O botijão de gás de 15 quilos, que na época da dolarização custava US$ 0,60, foi logo arredondado para US$ 1 e, com a redução do subsídio, saltou para US$ 2. Para o consumo dos mais pobres, o governo pretende ressuscitar o uso do querosene, apelidado no Equador de “kerex”, e há oito anos banido do país, por causa dos riscos de explosão e intoxicação. “Querem que voltemos para o século passado”, protesta Judith Salazar, advogada da Associação de Mulheres do Equador.

Ao lado das tarifas públicas, o “redondeo” é o grande vilão dos consumidores. Desabituada com centavos, a população engoliu generosos arredondamentos por parte dos comerciantes, sob pretexto de falta de troco. “Papitas con cuero”, por exemplo, o popular prato comercial, que custava o equivalente a US$ 0,60, entrou para a era do dólar custando US$ 1. “Antes, 25 mil sucres valiam alguma coisa”, diz Patricia. “Mas, hoje, um dólar não vale nada — é o ponto de partida dos preços.”

Um diplomata conta que suas despesas com cartão de crédito, que usa para pagar supermercado, compras em lojas, restaurantes e até as mensalidades da escola de seus filhos, saltaram de US$ 1.700 para US$ 4.000.

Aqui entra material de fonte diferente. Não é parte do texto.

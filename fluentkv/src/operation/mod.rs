//! Fluent request builders.
//!
//! Each builder is created from a [`DataStore`](crate::store::DataStore)
//! factory method, configured through chained setters, and consumed by one
//! terminal call that performs a single raw store call.
mod compare_and_set;
mod enumerate;
mod get;
mod increment;
mod set;
mod touch;

pub use compare_and_set::*;
pub use enumerate::*;
pub use get::*;
pub use increment::*;
pub use set::*;
pub use touch::*;
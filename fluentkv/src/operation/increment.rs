use crate::codec::format_key;
use crate::context::Context;
use crate::errors::StoreResult;
use crate::store::DataStore;
use std::fmt::Display;

/// Step applied when no delta is configured.
pub const DEFAULT_DELTA: i64 = 1;

/// Atomically adds to a counter and returns its value before the addition.
///
/// An absent key is seeded with the initial value (0 unless configured), so
/// the first call returns the seed and stores `seed + delta`.
///
/// ```rust
/// use fluentkv::context::Context;
/// use fluentkv::store::memory::InMemoryDataStore;
/// use fluentkv::store::DataStore;
///
/// let store = DataStore::new(InMemoryDataStore::default());
/// let ctx = Context::background();
///
/// let previous = store
///     .increment(&ctx)
///     .by_key("stock")
///     .with_initial_value(10)
///     .with_delta(-3)
///     .execute()
///     .unwrap();
/// assert_eq!(previous, 10);
/// assert_eq!(store.increment(&ctx).by_key("stock").execute().unwrap(), 7);
/// assert_eq!(store.get(&ctx).by_key("stock").to_counter().unwrap(), 8);
/// ```
pub struct IncrementOperation {
    store: DataStore,
    ctx: Context,
    key: Vec<u8>,
    ttl_seconds: u32,
    initial: i64,
    delta: i64,
}

impl IncrementOperation {
    pub fn new(store: DataStore, ctx: Context) -> IncrementOperation {
        IncrementOperation {
            store,
            ctx,
            key: Vec::new(),
            ttl_seconds: 0,
            initial: 0,
            delta: DEFAULT_DELTA,
        }
    }

    /// Selects the key from anything displayable.
    pub fn by_key<K: Display>(mut self, key: K) -> IncrementOperation {
        self.key = format_key(key);
        self
    }

    /// Selects the key as raw bytes, used verbatim.
    pub fn by_raw_key<K: Into<Vec<u8>>>(mut self, key: K) -> IncrementOperation {
        self.key = key.into();
        self
    }

    /// Expiry applied to the counter on every increment; 0 never expires.
    pub fn with_ttl(mut self, ttl_seconds: u32) -> IncrementOperation {
        self.ttl_seconds = ttl_seconds;
        self
    }

    /// Value the counter is seeded with when the key is absent. Ignored once
    /// the key exists.
    pub fn with_initial_value(mut self, initial: i64) -> IncrementOperation {
        self.initial = initial;
        self
    }

    /// Amount to add, negative to decrement. Defaults to [`DEFAULT_DELTA`].
    pub fn with_delta(mut self, delta: i64) -> IncrementOperation {
        self.delta = delta;
        self
    }

    /// Applies the increment.
    ///
    /// # Returns
    /// * `Ok(previous)` - the counter value before the delta was added
    pub fn execute(self) -> StoreResult<i64> {
        self.store.increment_raw(
            &self.ctx,
            &self.key,
            self.initial,
            self.delta,
            self.ttl_seconds,
        )
    }
}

Nos bons restaurantes de Quito, um almoço, sem bebida, sai por US$ 10 a US$ 15, o dobro de um ano atrás. Os táxis também dobraram de preço. A corrida do aeroporto ao centro é agora US$ 5. Mesmo com os aumentos de preços, o Equador segue sendo o país mais barato da América do Sul, ao lado da Bolívia. Mas seus salários também são baixos.

Uma empregada doméstica aceita trabalhar por US$ 40; um engenheiro com alguma experiência está na faixa dos US$ 250 na iniciativa privada; a estatal Petroecuador paga a um auditor US$ 350; um executivo do setor financeiro recebe entre US$ 1.500 e US$ 2.000; e nem mesmo os deputados estão nadando em dinheiro: US$ 2.000.

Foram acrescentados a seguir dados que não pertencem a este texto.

//! Payload encodings shared by the operation builders.
//!
//! Values cross the DataStore boundary as plain bytes. The builders pick one
//! of a closed set of strategies at their terminal call:
//!
//! - **binary**: bytes are passed through untouched
//! - **text**: the UTF-8 bytes of a string
//! - **counter**: a fixed 8-byte big-endian `u64`
//! - **message**: the protobuf wire encoding of a `prost::Message`

use crate::errors::StoreResult;
use prost::Message;
use std::fmt::Display;

/// Width of an encoded counter.
pub const COUNTER_SIZE: usize = 8;

/// A value ready to be written, tagged with how it was produced.
#[derive(Debug, Clone, PartialEq, Eq)]
pub enum Payload {
    Binary(Vec<u8>),
    Text(String),
    Counter(u64),
    /// Already-encoded protobuf bytes.
    Message(Vec<u8>),
}

impl Payload {
    /// Encodes `msg` up front so a marshalling failure surfaces before the
    /// store is contacted.
    pub fn message<M: Message>(msg: &M) -> StoreResult<Payload> {
        Ok(Payload::Message(encode_message(msg)?))
    }

    pub fn into_bytes(self) -> Vec<u8> {
        match self {
            Payload::Binary(bytes) | Payload::Message(bytes) => bytes,
            Payload::Text(text) => text.into_bytes(),
            Payload::Counter(value) => encode_counter(value).to_vec(),
        }
    }
}

#[inline]
pub fn encode_counter(value: u64) -> [u8; COUNTER_SIZE] {
    value.to_be_bytes()
}

/// Reads the first eight bytes as a big-endian `u64`. Shorter input decodes
/// to 0 and trailing bytes are ignored.
#[inline]
pub fn decode_counter(bytes: &[u8]) -> u64 {
    match bytes.get(..COUNTER_SIZE) {
        Some(head) => {
            let mut buf = [0u8; COUNTER_SIZE];
            buf.copy_from_slice(head);
            u64::from_be_bytes(buf)
        }
        None => 0,
    }
}

pub fn encode_message<M: Message>(msg: &M) -> StoreResult<Vec<u8>> {
    let mut buf = Vec::with_capacity(msg.encoded_len());
    msg.encode(&mut buf)?;
    Ok(buf)
}

pub fn decode_message<M: Message + Default>(bytes: &[u8]) -> StoreResult<M> {
    Ok(M::decode(bytes)?)
}

/// Renders a formatted key to bytes.
///
/// `format_key(format_args!("user:{}", 42))` yields exactly `b"user:42"`, the
/// same bytes a caller would get from `format!("user:{}", 42).into_bytes()`.
pub fn format_key<K: Display>(key: K) -> Vec<u8> {
    key.to_string().into_bytes()
}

A situação está melhor para quem não vive de salário. Em janeiro de 2000, o clínico-geral Miguel Gómez atendia de quatro a seis pessoas por dia em seu consultório, na região central de Quito. As consultas custavam entre 100 e 150 mil sucres (de US$ 4 a US$ 6). Hoje, exatamente no mesmo consultório, ele atende entre seis e oito pacientes por dia e cobra US$ 12 por consulta. O médico passou a ajudar a irmã, professora pública, com salário de US$ 200, a manter o filho na faculdade, cuja mensalidade mais do que dobrou, para US$ 60.

Perdas versus ganhos – “Para nós, foi muito bom”, diz o francês Thierry Sebastia, dono da livraria Libri Mundi. “Antes, não sabíamos que preço pôr nos livros.” Segundo Sebastia, 80% dos livros no Equador são importados. “Recebíamos a mercadoria e, quando íamos pagar, três, quatro, seis meses depois, a moeda já se tinha desvalorizado.”

Em 1999, a contabilidade da livraria fechou no zero – sem lucro nem prejuízo. “Todo o esforço do ano foi para pagar o diferencial cambial.” Em 2000, Sebastia abriu uma filial e contratou sete funcionários. E o preço de muitos livros importados caiu, graças à desvalorização das moedas européias frente ao dólar. “O Mundo de Sofia”, por exemplo, baixou de US$ 20 para US$ 14.